-- Exercise goal --
Please return all lines from the records below that include the string "body".

[Stored dataset items]
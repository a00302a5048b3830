//! Run orchestration.
//!
//! One run: ask the upstream for its current data version, stop if the
//! previous artifact already carries it, otherwise fetch the snapshot, run
//! every adapter, clamp to the release window and merge.
//!
//! Publishing the resulting artifact is left to the caller.

use std::path::Path;

use chrono::{DateTime, Timelike, Utc};
use rusqlite::Connection;
use serde::Serialize;
use tracing::{debug, info};

use crate::clamp::clamp;
use crate::config::{CalendarConfig, ConfigError};
use crate::error::ErrorCode;
use crate::merge::{MergeReport, merge};
use crate::model::CalendarArtifact;
use crate::snapshot::{SnapshotOpenError, open_snapshot};
use crate::source::{SourceContext, SourceError, collect_candidates, registry};

/// File name the snapshot is stored under inside the run's work directory.
pub const SNAPSHOT_FILE: &str = "snapshot.db";

// ---------------------------------------------------------------------------
// Errors
// ---------------------------------------------------------------------------

type BoxError = Box<dyn std::error::Error + Send + Sync>;

#[derive(Debug, thiserror::Error)]
pub enum FetchError {
    #[error("version check at {url} failed: {source}")]
    Version {
        url: String,
        #[source]
        source: BoxError,
    },

    #[error("snapshot download from {url} failed: {source}")]
    Snapshot {
        url: String,
        #[source]
        source: BoxError,
    },

    #[error("snapshot decompression failed: {source}")]
    Decompress {
        #[source]
        source: BoxError,
    },

    #[error("reference calendar download from {url} failed: {source}")]
    Reference {
        url: String,
        #[source]
        source: BoxError,
    },
}

impl FetchError {
    #[must_use]
    pub const fn code(&self) -> ErrorCode {
        match self {
            Self::Version { .. } => ErrorCode::VersionFetchFailed,
            Self::Snapshot { .. } => ErrorCode::SnapshotFetchFailed,
            Self::Decompress { .. } => ErrorCode::SnapshotDecompressFailed,
            Self::Reference { .. } => ErrorCode::ReferenceFetchFailed,
        }
    }
}

/// Any failure that aborts a run before publication.
#[derive(Debug, thiserror::Error)]
pub enum RunError {
    #[error(transparent)]
    Config(#[from] ConfigError),
    #[error(transparent)]
    Fetch(#[from] FetchError),
    #[error(transparent)]
    Snapshot(#[from] SnapshotOpenError),
    #[error(transparent)]
    Source(#[from] SourceError),
}

impl RunError {
    #[must_use]
    pub const fn code(&self) -> ErrorCode {
        match self {
            Self::Config(err) => err.code(),
            Self::Fetch(err) => err.code(),
            Self::Snapshot(_) => ErrorCode::SnapshotOpenFailed,
            Self::Source(err) => err.code(),
        }
    }
}

// ---------------------------------------------------------------------------
// Upstream
// ---------------------------------------------------------------------------

/// Where snapshots come from.
pub trait Upstream {
    /// The data version currently served.
    ///
    /// # Errors
    ///
    /// Returns [`FetchError::Version`] when the version cannot be determined.
    fn latest_version(&self) -> Result<String, FetchError>;

    /// Store the snapshot for `version` as a SQLite file at `dest`.
    ///
    /// # Errors
    ///
    /// Returns a [`FetchError`] on transfer or decompression failure.
    fn download_snapshot(&self, version: &str, dest: &Path) -> Result<(), FetchError>;
}

// ---------------------------------------------------------------------------
// Settings and reports
// ---------------------------------------------------------------------------

/// Calendar-derived settings shared by every step of a run.
#[derive(Debug, Clone)]
pub struct RunSettings {
    pub source: SourceContext,
    pub release_instant: DateTime<Utc>,
}

impl RunSettings {
    /// # Errors
    ///
    /// Returns an error for an unknown timezone or invalid release time.
    pub fn from_config(calendar: &CalendarConfig) -> Result<Self, ConfigError> {
        Ok(Self {
            source: SourceContext::new(calendar.timezone()?, calendar.identity_prefix.clone()),
            release_instant: calendar.release_instant()?,
        })
    }
}

/// What one generation pass did, end to end.
#[derive(Debug, Clone, Copy, Default, PartialEq, Eq, Serialize)]
pub struct RunReport {
    /// Rows mapped by the adapters.
    pub candidates: usize,
    /// Candidates that ended before the release instant.
    pub before_release: usize,
    /// Candidates whose start was moved up to the release instant.
    pub clamped: usize,
    pub merge: MergeReport,
}

#[derive(Debug, Clone)]
pub struct Generated {
    pub artifact: CalendarArtifact,
    pub report: RunReport,
}

#[derive(Debug, Clone)]
pub enum RunOutcome {
    /// The previous artifact already reflects `version`.
    UpToDate { version: String },
    /// A new artifact was generated for `version`.
    Updated {
        version: String,
        artifact: CalendarArtifact,
        report: RunReport,
    },
}

// ---------------------------------------------------------------------------
// Public API
// ---------------------------------------------------------------------------

/// Drop sub-second precision; artifacts store whole seconds.
#[must_use]
pub fn truncate_to_seconds(instant: DateTime<Utc>) -> DateTime<Utc> {
    instant.with_nanosecond(0).unwrap_or(instant)
}

/// Derive, clamp and merge the events of one open snapshot.
///
/// The returned artifact keeps `previous`'s metadata and marker.
///
/// # Errors
///
/// Returns the first adapter failure; nothing is merged in that case.
pub fn generate_calendar(
    conn: &Connection,
    previous: &CalendarArtifact,
    settings: &RunSettings,
    run_timestamp: DateTime<Utc>,
) -> Result<Generated, SourceError> {
    let candidates = collect_candidates(conn, &registry(), &settings.source)?;
    let mut report = RunReport {
        candidates: candidates.len(),
        ..RunReport::default()
    };

    let mut released = Vec::with_capacity(candidates.len());
    for candidate in candidates {
        let original_start = candidate.start();
        match clamp(candidate, settings.release_instant) {
            None => report.before_release += 1,
            Some(kept) => {
                if kept.start() != original_start {
                    report.clamped += 1;
                }
                released.push(kept);
            }
        }
    }
    debug!(
        before_release = report.before_release,
        clamped = report.clamped,
        "release window applied"
    );

    let outcome = merge(previous, released, run_timestamp);
    report.merge = outcome.report;
    Ok(Generated {
        artifact: outcome.artifact,
        report,
    })
}

/// Execute one run against `upstream`.
///
/// The snapshot is stored in `workdir`, which the caller owns and removes.
///
/// # Errors
///
/// Returns a [`RunError`] for upstream, snapshot or adapter failures. No
/// artifact is produced in that case.
pub fn run(
    upstream: &dyn Upstream,
    previous: &CalendarArtifact,
    settings: &RunSettings,
    run_timestamp: DateTime<Utc>,
    workdir: &Path,
) -> Result<RunOutcome, RunError> {
    let version = upstream.latest_version()?;
    if previous.data_version_marker.as_deref() == Some(version.as_str()) {
        info!(version = %version, "calendar already up to date");
        return Ok(RunOutcome::UpToDate { version });
    }

    info!(
        version = %version,
        previous = previous.data_version_marker.as_deref().unwrap_or("none"),
        "new data version"
    );
    let snapshot_path = workdir.join(SNAPSHOT_FILE);
    upstream.download_snapshot(&version, &snapshot_path)?;
    let conn = open_snapshot(&snapshot_path)?;

    let Generated {
        mut artifact,
        report,
    } = generate_calendar(&conn, previous, settings, truncate_to_seconds(run_timestamp))?;
    artifact.data_version_marker = Some(version.clone());

    info!(
        events = artifact.len(),
        created = report.merge.created,
        updated = report.merge.updated,
        dropped = report.merge.dropped_stale,
        "calendar generated"
    );
    Ok(RunOutcome::Updated {
        version,
        artifact,
        report,
    })
}

#[cfg(test)]
mod tests {
    use super::*;
    use crate::identity::resolve;
    use crate::source::fixtures;
    use chrono::TimeZone;
    use std::cell::Cell;

    fn settings() -> RunSettings {
        RunSettings::from_config(&CalendarConfig::default()).expect("default settings")
    }

    fn now() -> DateTime<Utc> {
        Utc.with_ymd_and_hms(2021, 1, 21, 7, 0, 0)
            .single()
            .expect("valid timestamp")
    }

    struct FakeUpstream {
        version: &'static str,
        rows: &'static str,
        downloads: Cell<usize>,
    }

    impl FakeUpstream {
        fn new(version: &'static str, rows: &'static str) -> Self {
            Self {
                version,
                rows,
                downloads: Cell::new(0),
            }
        }
    }

    impl Upstream for FakeUpstream {
        fn latest_version(&self) -> Result<String, FetchError> {
            Ok(self.version.to_string())
        }

        fn download_snapshot(&self, _version: &str, dest: &Path) -> Result<(), FetchError> {
            self.downloads.set(self.downloads.get() + 1);
            let conn = Connection::open(dest).map_err(|err| FetchError::Snapshot {
                url: "fake".to_string(),
                source: Box::new(err),
            })?;
            conn.execute_batch(fixtures::SCHEMA)
                .and_then(|()| conn.execute_batch(self.rows))
                .map_err(|err| FetchError::Snapshot {
                    url: "fake".to_string(),
                    source: Box::new(err),
                })
        }
    }

    struct OfflineUpstream;

    impl Upstream for OfflineUpstream {
        fn latest_version(&self) -> Result<String, FetchError> {
            Err(FetchError::Version {
                url: "https://example.invalid/version.json".to_string(),
                source: "connection refused".into(),
            })
        }

        fn download_snapshot(&self, _version: &str, _dest: &Path) -> Result<(), FetchError> {
            unreachable!("version check fails first")
        }
    }

    const ROWS: &str = "
        INSERT INTO clan_battle_period VALUES (1001, '2020/05/25 05:00:00', '2020/05/30 23:59:59');
        INSERT INTO tower_schedule VALUES (1, '2020/04/10 05:00:00', '2020/05/01 04:59:59', 10);
        INSERT INTO tower_area_data VALUES (10, 150);
        INSERT INTO hatsune_schedule VALUES (7, '2020/03/01 05:00:00', '2020/03/10 04:59:59');
        INSERT INTO event_story_data VALUES (1, 7, 'old event');
    ";

    #[test]
    fn settings_from_default_config() {
        let settings = settings();
        assert_eq!(settings.release_instant.to_rfc3339(), "2020-04-17T03:00:00+00:00");
        assert_eq!(settings.source.identity_prefix, "pcr_cn");
    }

    #[test]
    fn truncates_sub_second_precision() {
        let precise = now() + chrono::Duration::milliseconds(1500);
        assert_eq!(truncate_to_seconds(precise), now() + chrono::Duration::seconds(1));
    }

    #[test]
    fn generate_applies_release_window_and_merges() {
        let conn = fixtures::snapshot();
        conn.execute_batch(ROWS).expect("seed rows");

        let generated = generate_calendar(&conn, &CalendarArtifact::empty(), &settings(), now())
            .expect("generate");

        assert_eq!(generated.report.candidates, 3);
        assert_eq!(generated.report.before_release, 1);
        assert_eq!(generated.report.clamped, 1);
        assert_eq!(generated.report.merge.created, 2);

        let tower = generated
            .artifact
            .get(&resolve("pcr_cn/tower_schedule/1"))
            .expect("tower kept");
        assert_eq!(tower.start(), settings().release_instant);
        assert!(
            generated
                .artifact
                .get(&resolve("pcr_cn/hatsune_schedule/7"))
                .is_none()
        );
    }

    #[test]
    fn run_skips_download_when_marker_matches() {
        let dir = tempfile::tempdir().expect("create temp dir");
        let upstream = FakeUpstream::new("202101211454", ROWS);
        let mut previous = CalendarArtifact::fresh("cal", "desc", "Asia/Shanghai");
        previous.data_version_marker = Some("202101211454".to_string());

        let outcome = run(&upstream, &previous, &settings(), now(), dir.path()).expect("run");
        assert!(matches!(outcome, RunOutcome::UpToDate { ref version } if version == "202101211454"));
        assert_eq!(upstream.downloads.get(), 0);
    }

    #[test]
    fn run_generates_and_stamps_new_version() {
        let dir = tempfile::tempdir().expect("create temp dir");
        let upstream = FakeUpstream::new("202101211454", ROWS);
        let mut previous = CalendarArtifact::fresh("cal", "desc", "Asia/Shanghai");
        previous.data_version_marker = Some("202101010000".to_string());

        let outcome = run(&upstream, &previous, &settings(), now(), dir.path()).expect("run");
        let RunOutcome::Updated {
            version, artifact, ..
        } = outcome
        else {
            panic!("expected an update");
        };
        assert_eq!(version, "202101211454");
        assert_eq!(artifact.data_version_marker.as_deref(), Some("202101211454"));
        assert_eq!(artifact.metadata_value("X-WR-CALNAME"), Some("cal"));
        assert_eq!(artifact.len(), 2);
        assert_eq!(upstream.downloads.get(), 1);
    }

    #[test]
    fn upstream_failure_aborts_with_network_code() {
        let dir = tempfile::tempdir().expect("create temp dir");
        let err = run(
            &OfflineUpstream,
            &CalendarArtifact::empty(),
            &settings(),
            now(),
            dir.path(),
        )
        .expect_err("offline");
        assert_eq!(err.code(), ErrorCode::VersionFetchFailed);
        assert_eq!(err.code().class(), crate::error::ErrorClass::Network);
    }

    #[test]
    fn schema_drift_aborts_run() {
        let dir = tempfile::tempdir().expect("create temp dir");
        let upstream = FakeUpstream::new(
            "2",
            "DROP TABLE tower_area_data; INSERT INTO tower_schedule VALUES (1, '2021/01/01 05:00:00', '2021/01/02 05:00:00', 10);",
        );
        let err = run(&upstream, &CalendarArtifact::empty(), &settings(), now(), dir.path())
            .expect_err("missing table");
        assert_eq!(err.code(), ErrorCode::SnapshotSchemaMismatch);
    }
}
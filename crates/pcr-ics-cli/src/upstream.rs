//! Snapshot sources: the public HTTP mirror, or a database already on disk.

use std::fs::{self, File};
use std::io::{self, BufWriter, Read, Write};
use std::path::{Path, PathBuf};
use std::time::Duration;

use pcr_ics_core::config::UpstreamConfig;
use pcr_ics_core::pipeline::{FetchError, Upstream};
use serde_json::Value;
use tracing::{debug, info};

const USER_AGENT: &str = concat!("pcr-ics/", env!("CARGO_PKG_VERSION"));
const HTTP_TIMEOUT: Duration = Duration::from_secs(120);
const BROTLI_BUFFER_SIZE: usize = 64 * 1024;

/// Fetches the version document and the brotli-compressed snapshot over HTTP.
pub struct HttpUpstream {
    agent: ureq::Agent,
    version_url: String,
    database_url: String,
    version_field: String,
}

impl HttpUpstream {
    pub fn new(config: &UpstreamConfig) -> Self {
        let agent = ureq::AgentBuilder::new()
            .timeout(HTTP_TIMEOUT)
            .user_agent(USER_AGENT)
            .build();
        Self {
            agent,
            version_url: config.version_url.clone(),
            database_url: config.database_url.clone(),
            version_field: config.version_field.clone(),
        }
    }
}

impl Upstream for HttpUpstream {
    fn latest_version(&self) -> Result<String, FetchError> {
        let version_error =
            |source: Box<dyn std::error::Error + Send + Sync>| FetchError::Version {
                url: self.version_url.clone(),
                source,
            };

        debug!(url = %self.version_url, "checking upstream version");
        let body: Value = self
            .agent
            .get(&self.version_url)
            .call()
            .map_err(|err| version_error(err.to_string().into()))?
            .into_json()
            .map_err(|err| version_error(Box::new(err)))?;

        version_from_json(&body, &self.version_field).ok_or_else(|| {
            let reason = format!("field '{}' missing or empty", self.version_field);
            version_error(reason.into())
        })
    }

    fn download_snapshot(&self, version: &str, dest: &Path) -> Result<(), FetchError> {
        info!(url = %self.database_url, version, "downloading snapshot");
        let response = self
            .agent
            .get(&self.database_url)
            .call()
            .map_err(|err| FetchError::Snapshot {
                url: self.database_url.clone(),
                source: err.to_string().into(),
            })?;

        decompress_into(response.into_reader(), dest, &self.database_url)
    }
}

/// Serves a snapshot file already on disk under a caller-supplied version.
///
/// Files ending in `.br` are decompressed, anything else is copied as is.
pub struct LocalUpstream {
    database: PathBuf,
    version: String,
}

impl LocalUpstream {
    pub const fn new(database: PathBuf, version: String) -> Self {
        Self { database, version }
    }
}

impl Upstream for LocalUpstream {
    fn latest_version(&self) -> Result<String, FetchError> {
        Ok(self.version.clone())
    }

    fn download_snapshot(&self, _version: &str, dest: &Path) -> Result<(), FetchError> {
        let location = self.database.display().to_string();
        let snapshot_error = |err: io::Error| FetchError::Snapshot {
            url: location.clone(),
            source: Box::new(err),
        };

        if self.database.extension().is_some_and(|ext| ext == "br") {
            let file = File::open(&self.database).map_err(snapshot_error)?;
            return decompress_into(file, dest, &location);
        }

        fs::copy(&self.database, dest).map_err(snapshot_error)?;
        Ok(())
    }
}

/// Read the data version out of the version document.
///
/// Older mirrors publish it as a number, newer ones as a string.
pub fn version_from_json(body: &Value, field: &str) -> Option<String> {
    match body.get(field)? {
        Value::String(raw) if !raw.trim().is_empty() => Some(raw.trim().to_string()),
        Value::Number(number) => Some(number.to_string()),
        _ => None,
    }
}

/// Stream brotli data from `reader` into a new file at `dest`.
///
/// Corrupt or truncated input is reported as [`FetchError::Decompress`],
/// other read or write failures as [`FetchError::Snapshot`].
pub fn decompress_into(reader: impl Read, dest: &Path, location: &str) -> Result<(), FetchError> {
    let snapshot_error = |err: io::Error| FetchError::Snapshot {
        url: location.to_string(),
        source: Box::new(err),
    };

    let mut output = BufWriter::new(File::create(dest).map_err(snapshot_error)?);
    let mut decompressor = brotli::Decompressor::new(reader, BROTLI_BUFFER_SIZE);
    let written = io::copy(&mut decompressor, &mut output).map_err(|err| {
        if matches!(
            err.kind(),
            io::ErrorKind::InvalidData | io::ErrorKind::UnexpectedEof
        ) {
            FetchError::Decompress {
                source: Box::new(err),
            }
        } else {
            snapshot_error(err)
        }
    })?;
    output.flush().map_err(snapshot_error)?;

    debug!(bytes = written, dest = %dest.display(), "snapshot decompressed");
    Ok(())
}

#[cfg(test)]
mod tests {
    use super::*;
    use pcr_ics_core::error::ErrorCode;
    use serde_json::json;

    fn compress(data: &[u8]) -> Vec<u8> {
        let mut out = Vec::new();
        {
            let mut writer = brotli::CompressorWriter::new(&mut out, 4096, 5, 22);
            writer.write_all(data).expect("compress");
        }
        out
    }

    #[test]
    fn version_field_accepts_string_or_number() {
        assert_eq!(
            version_from_json(&json!({"TruthVersion": "202101211454"}), "TruthVersion"),
            Some("202101211454".to_string())
        );
        assert_eq!(
            version_from_json(&json!({"TruthVersion": 202_101_211_454_u64}), "TruthVersion"),
            Some("202101211454".to_string())
        );
        assert_eq!(version_from_json(&json!({"TruthVersion": ""}), "TruthVersion"), None);
        assert_eq!(version_from_json(&json!({"other": 1}), "TruthVersion"), None);
    }

    #[test]
    fn decompresses_brotli_stream() {
        let dir = tempfile::tempdir().expect("create temp dir");
        let dest = dir.path().join("snapshot.db");
        let payload = b"SQLite format 3\0 pretend database contents".repeat(100);

        decompress_into(compress(&payload).as_slice(), &dest, "memory").expect("decompress");
        assert_eq!(fs::read(&dest).expect("read output"), payload);
    }

    #[test]
    fn truncated_stream_is_a_decompress_error() {
        let dir = tempfile::tempdir().expect("create temp dir");
        let dest = dir.path().join("snapshot.db");
        let payload: Vec<u8> = (0..4096_u32).flat_map(|n| (n * 7919).to_le_bytes()).collect();
        let packed = compress(&payload);

        let err = decompress_into(&packed[..packed.len() / 2], &dest, "memory")
            .expect_err("truncated");
        assert_eq!(err.code(), ErrorCode::SnapshotDecompressFailed);
    }

    #[test]
    fn local_upstream_copies_plain_and_decompresses_br() {
        let dir = tempfile::tempdir().expect("create temp dir");
        let plain = dir.path().join("redive_cn.db");
        let packed = dir.path().join("redive_cn.db.br");
        fs::write(&plain, b"plain").expect("write plain");
        fs::write(&packed, compress(b"packed")).expect("write packed");

        let dest = dir.path().join("out.db");
        let upstream = LocalUpstream::new(plain, "7".to_string());
        assert_eq!(upstream.latest_version().expect("version"), "7");
        upstream.download_snapshot("7", &dest).expect("copy");
        assert_eq!(fs::read(&dest).expect("read"), b"plain");

        LocalUpstream::new(packed, "7".to_string())
            .download_snapshot("7", &dest)
            .expect("decompress");
        assert_eq!(fs::read(&dest).expect("read"), b"packed");
    }

    #[test]
    fn missing_local_snapshot_is_fetch_error() {
        let dir = tempfile::tempdir().expect("create temp dir");
        let err = LocalUpstream::new(dir.path().join("missing.db"), "1".to_string())
            .download_snapshot("1", &dir.path().join("out.db"))
            .expect_err("missing");
        assert_eq!(err.code(), ErrorCode::SnapshotFetchFailed);
    }
}
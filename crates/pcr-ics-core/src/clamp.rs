//! Release-window clamp.
//!
//! Nothing before the server's public launch is publishable: events that
//! ended before the release instant are dropped, and events straddling it
//! start at the release instant.

use chrono::{DateTime, Utc};

use crate::model::CandidateEvent;

/// Apply the release window to one candidate.
///
/// Returns `None` when `event.end < release_instant`.
#[must_use]
pub fn clamp(event: CandidateEvent, release_instant: DateTime<Utc>) -> Option<CandidateEvent> {
    if event.end() < release_instant {
        return None;
    }
    if event.start() < release_instant {
        return Some(event.with_start(release_instant));
    }
    Some(event)
}
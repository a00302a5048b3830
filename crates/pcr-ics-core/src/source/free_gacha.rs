//! Daily free gacha campaigns (`campaign_freegacha`).

use rusqlite::Connection;

use super::{EventSource, ScheduleRow, SourceContext, SourceError, query_rows};
use crate::model::CandidateEvent;

const TABLE: &str = "campaign_freegacha";
const QUERY: &str = "
    SELECT id, start_time, end_time, freegacha_1, freegacha_10
    FROM campaign_freegacha
    WHERE freegacha_10 == 1 OR freegacha_1 == 1";

pub const SINGLE_PULL_NAME: &str = "每日一次 免费单抽活动";
pub const TEN_PULL_NAME: &str = "每日一次 免费十连活动";

#[derive(Debug, Clone, Copy, Default)]
pub struct FreeGachaSource;

impl EventSource for FreeGachaSource {
    fn table(&self) -> &'static str {
        TABLE
    }

    fn fetch_candidates(
        &self,
        conn: &Connection,
        ctx: &SourceContext,
    ) -> Result<Vec<CandidateEvent>, SourceError> {
        let rows = query_rows(conn, TABLE, QUERY, |row| {
            Ok((
                ScheduleRow::from_row(row)?,
                row.get::<_, i64>(3)?,
                row.get::<_, i64>(4)?,
            ))
        })?;

        rows.into_iter()
            .map(|(row, single, ten)| {
                let name = match (single == 1, ten == 1) {
                    (true, false) => SINGLE_PULL_NAME,
                    (false, true) => TEN_PULL_NAME,
                    _ => {
                        return Err(SourceError::InvalidRow {
                            table: TABLE,
                            row_id: row.id,
                            reason: format!(
                                "expected exactly one of freegacha_1/freegacha_10, got {single}/{ten}"
                            ),
                        });
                    }
                };
                ctx.candidate(TABLE, row.id, name.to_string(), &row.start, &row.end)
            })
            .collect()
    }
}
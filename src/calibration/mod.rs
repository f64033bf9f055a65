//! Signal conditioning and sensor-frame calibration stages

pub mod disturbance;
pub mod gyro_bias;
pub mod sign_check;
pub mod stationary;
pub mod xy_align;
pub mod z_align;

pub use disturbance::{reduce_disturbance, trim_edges, MovingAverage};
pub use gyro_bias::remove_gyro_bias;
pub use sign_check::sign_inversion_is_necessary;
pub use stationary::{detect_stationary, detect_with_relaxation, StationaryDetection};
pub use xy_align::{align_xy_plane, count_bad_alignment, XyAlignment};
pub use z_align::{align_z_axis, gravity_alignment, remove_gravity, ZAlignment};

-- Result of this exercise --
        let body: Value = self
        version_from_json(&body, &self.version_field).ok_or_else(|| {
pub fn version_from_json(body: &Value, field: &str) -> Option<String> {
    match body.get(field)? {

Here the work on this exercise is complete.